Years earlier Charles looked out to sea from his father’s boat, just off the coast of the city. He watched the sun rise over the endless expanse, he clenched the railing and let out a sigh as his gaze turned to the waters just beneath the boat. The sunlight rippled in beams as it lit just enough for Charles to see the flecks of dust and algae that floated beneath the ocean’s surface. His fishing pole twitched. “Dad! I think I’ve got one!”

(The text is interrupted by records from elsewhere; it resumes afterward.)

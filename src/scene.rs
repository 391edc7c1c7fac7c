use crate::{error::GlimmerResult, sprite::Sprite, strip::Strip};

/// The unordered collection of live sprites. Render order is irrelevant
/// because additive blending commutes, so sprites live in a plain `Vec`
/// owned by value.
#[derive(Default)]
pub struct Scene {
    sprites: Vec<Sprite>,
}

impl Scene {
    pub fn new() -> Self {
        Self::default()
    }

    pub fn push(&mut self, sprite: Sprite) {
        self.sprites.push(sprite);
    }

    pub fn len(&self) -> usize {
        self.sprites.len()
    }

    pub fn is_empty(&self) -> bool {
        self.sprites.is_empty()
    }

    /// One tick's worth of simulation: render every sprite into the buffer,
    /// then update each exactly once and drop the ones that died.
    pub fn tick(&mut self, strip: &mut Strip) -> GlimmerResult<()> {
        for sprite in &self.sprites {
            sprite.render(strip)?;
        }
        self.sprites.retain_mut(|sprite| sprite.update());
        Ok(())
    }
}
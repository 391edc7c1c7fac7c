use std::net::{Ipv4Addr, Ipv6Addr, SocketAddr, ToSocketAddrs, UdpSocket};

use crate::error::{GlimmerError, GlimmerResult};

/// Port the remote strip driver listens on.
pub const DEFAULT_PORT: u16 = 5765;

/// The consumed transport seam: one serialized frame in, best-effort
/// delivery out. The pipeline only ever sees this trait, so tests swap in
/// capturing or failing fakes.
pub trait FrameSink {
    fn send_frame(&mut self, payload: &[u8]) -> GlimmerResult<()>;
}

/// Best-effort datagram sender. The remote endpoint is resolved once at
/// construction; each frame goes out as a single datagram.
#[derive(Debug)]
pub struct UdpSender {
    socket: UdpSocket,
    remote: SocketAddr,
}

impl UdpSender {
    pub fn connect(host: &str, port: u16) -> GlimmerResult<Self> {
        let remote = (host, port)
            .to_socket_addrs()
            .map_err(|e| GlimmerError::transport(format!("resolve {host}:{port}: {e}")))?
            .next()
            .ok_or_else(|| {
                GlimmerError::transport(format!("{host}:{port} resolved to no addresses"))
            })?;

        let local: SocketAddr = if remote.is_ipv4() {
            (Ipv4Addr::UNSPECIFIED, 0).into()
        } else {
            (Ipv6Addr::UNSPECIFIED, 0).into()
        };
        let socket = UdpSocket::bind(local)
            .map_err(|e| GlimmerError::transport(format!("bind udp socket: {e}")))?;

        tracing::info!(%remote, "udp sender ready");
        Ok(Self { socket, remote })
    }

    pub fn remote(&self) -> SocketAddr {
        self.remote
    }
}

impl FrameSink for UdpSender {
    fn send_frame(&mut self, payload: &[u8]) -> GlimmerResult<()> {
        self.socket
            .send_to(payload, self.remote)
            .map_err(|e| GlimmerError::transport(format!("send to {}: {e}", self.remote)))?;
        Ok(())
    }
}
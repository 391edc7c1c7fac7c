#![forbid(unsafe_code)]

pub mod color;
pub mod config;
pub mod error;
pub mod pipeline;
pub mod scene;
pub mod spawn;
pub mod sprite;
pub mod strip;
pub mod transport;

pub use color::{Hsv, Rgb8};
pub use config::{Config, DriftTuning, MeltTuning, SpawnRates};
pub use error::{GlimmerError, GlimmerResult};
pub use pipeline::{FrameReport, Pipeline};
pub use scene::Scene;
pub use spawn::Spawner;
pub use sprite::{DriftPixel, MeltBlob, Sprite};
pub use strip::Strip;
pub use transport::{DEFAULT_PORT, FrameSink, UdpSender};
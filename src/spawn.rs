use rand::{Rng, SeedableRng, rngs::StdRng};

use crate::{
    color::Rgb8,
    config::{Config, DriftTuning, MeltTuning, SpawnRates},
    error::GlimmerResult,
    sprite::{DriftPixel, MeltBlob, Sprite},
};

/// Samples spawn parameters on the cadence the config asks for. The
/// pipeline tells it which frame it is; the spawner decides what, if
/// anything, appears.
pub struct Spawner {
    rng: StdRng,
    strip_len: usize,
    rates: SpawnRates,
    drift: DriftTuning,
    melt: MeltTuning,
}

impl Spawner {
    pub fn new(config: &Config) -> Self {
        let rng = match config.seed {
            Some(seed) => StdRng::seed_from_u64(seed),
            None => StdRng::from_entropy(),
        };
        Self {
            rng,
            strip_len: config.strip_len,
            rates: config.spawn,
            drift: config.drift,
            melt: config.melt,
        }
    }

    /// Sprites due on this frame. Frame numbering starts at 1; frame 0
    /// never spawns. A cadence of 0 disables that kind.
    pub fn spawn_for_frame(&mut self, frame: u64) -> GlimmerResult<Vec<Sprite>> {
        let mut out = Vec::new();

        if due(self.rates.drift_every, frame) {
            let position = self.rng.gen_range(0..self.strip_len) as f32;
            let color = Rgb8::new(
                self.rng.gen_range(0..=u8::MAX),
                self.rng.gen_range(0..=u8::MAX),
                self.rng.gen_range(0..=u8::MAX),
            );
            let max_velocity = self
                .rng
                .gen_range(-self.drift.max_speed..self.drift.max_speed);
            out.push(Sprite::Drift(DriftPixel::new(
                position,
                color,
                max_velocity,
                self.drift,
            )));
        }

        if due(self.rates.melt_every, frame) {
            let position = self.rng.gen_range(0..self.strip_len) as i64;
            let hue = self.rng.gen_range(0.0f32..360.0);
            out.push(Sprite::Melt(MeltBlob::new(position, hue, self.melt)?));
        }

        Ok(out)
    }
}

fn due(every: u64, frame: u64) -> bool {
    every != 0 && frame != 0 && frame.is_multiple_of(every)
}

“Pull it in!” Charles’s father yelled from behind. Charles gripped the pole and reeled in the line with all his strength. 20 minutes past and finally he could see the shadow of a deep-sea creature touch below the visible field the sun created. Then it vanished as Charles let his strength fail at his success. With a renewed effort Charles pushed harder on the reel and the fish came onto the deck. It was a tuna, no bigger than Charles’s leg. He wondered at it, amazed at how such a beast could be lurking below the surface of such a vast sea. Then his father pulled his own catch aboard. A giant fish, one he’d never seen before, its fins flapped in the air and its scales dripped with clear water yet still the same silvery blue as the sea. Charles’s father reached in the fish’s mouth, careful to avoid the rows upon rows of jagged serrated teeth.
Charles stepped over to get a closer look, intrigued by the monster that struggled to live without the sea’s embrace. He stepped over the massive tail and peered at the fish from all angles. Then the fish seized and knocked Charles over the railing of his father’s boat and into the rolling waves of the sea. He wasn’t in the water for long, but in that time, Charles first felt the clutch of death as water seeped into every open crevice of his body. He felt trapped, unable to control himself as he was tossed too and fro at the whim of force much greater than he. His breath loosed from his lips, trapped in a prison of water same as him. His feet found no ground, his hands found no grip, yet he felt more alive than ever before.
At the edge of the forest, just North of the city, Charles stalked his prey. He entered the water with no suit, no breath, and only a spear in hand. There was a dread that hung over the water there. There was mystery he did not understand, but he reveled in it. He reveled in the thrill of discovering the unknown and there, deeper than he’d ever gone before, he found his greatest mystery.
The dark image of the beast pushed further ahead; outrunning Charles’s too small of a submarine.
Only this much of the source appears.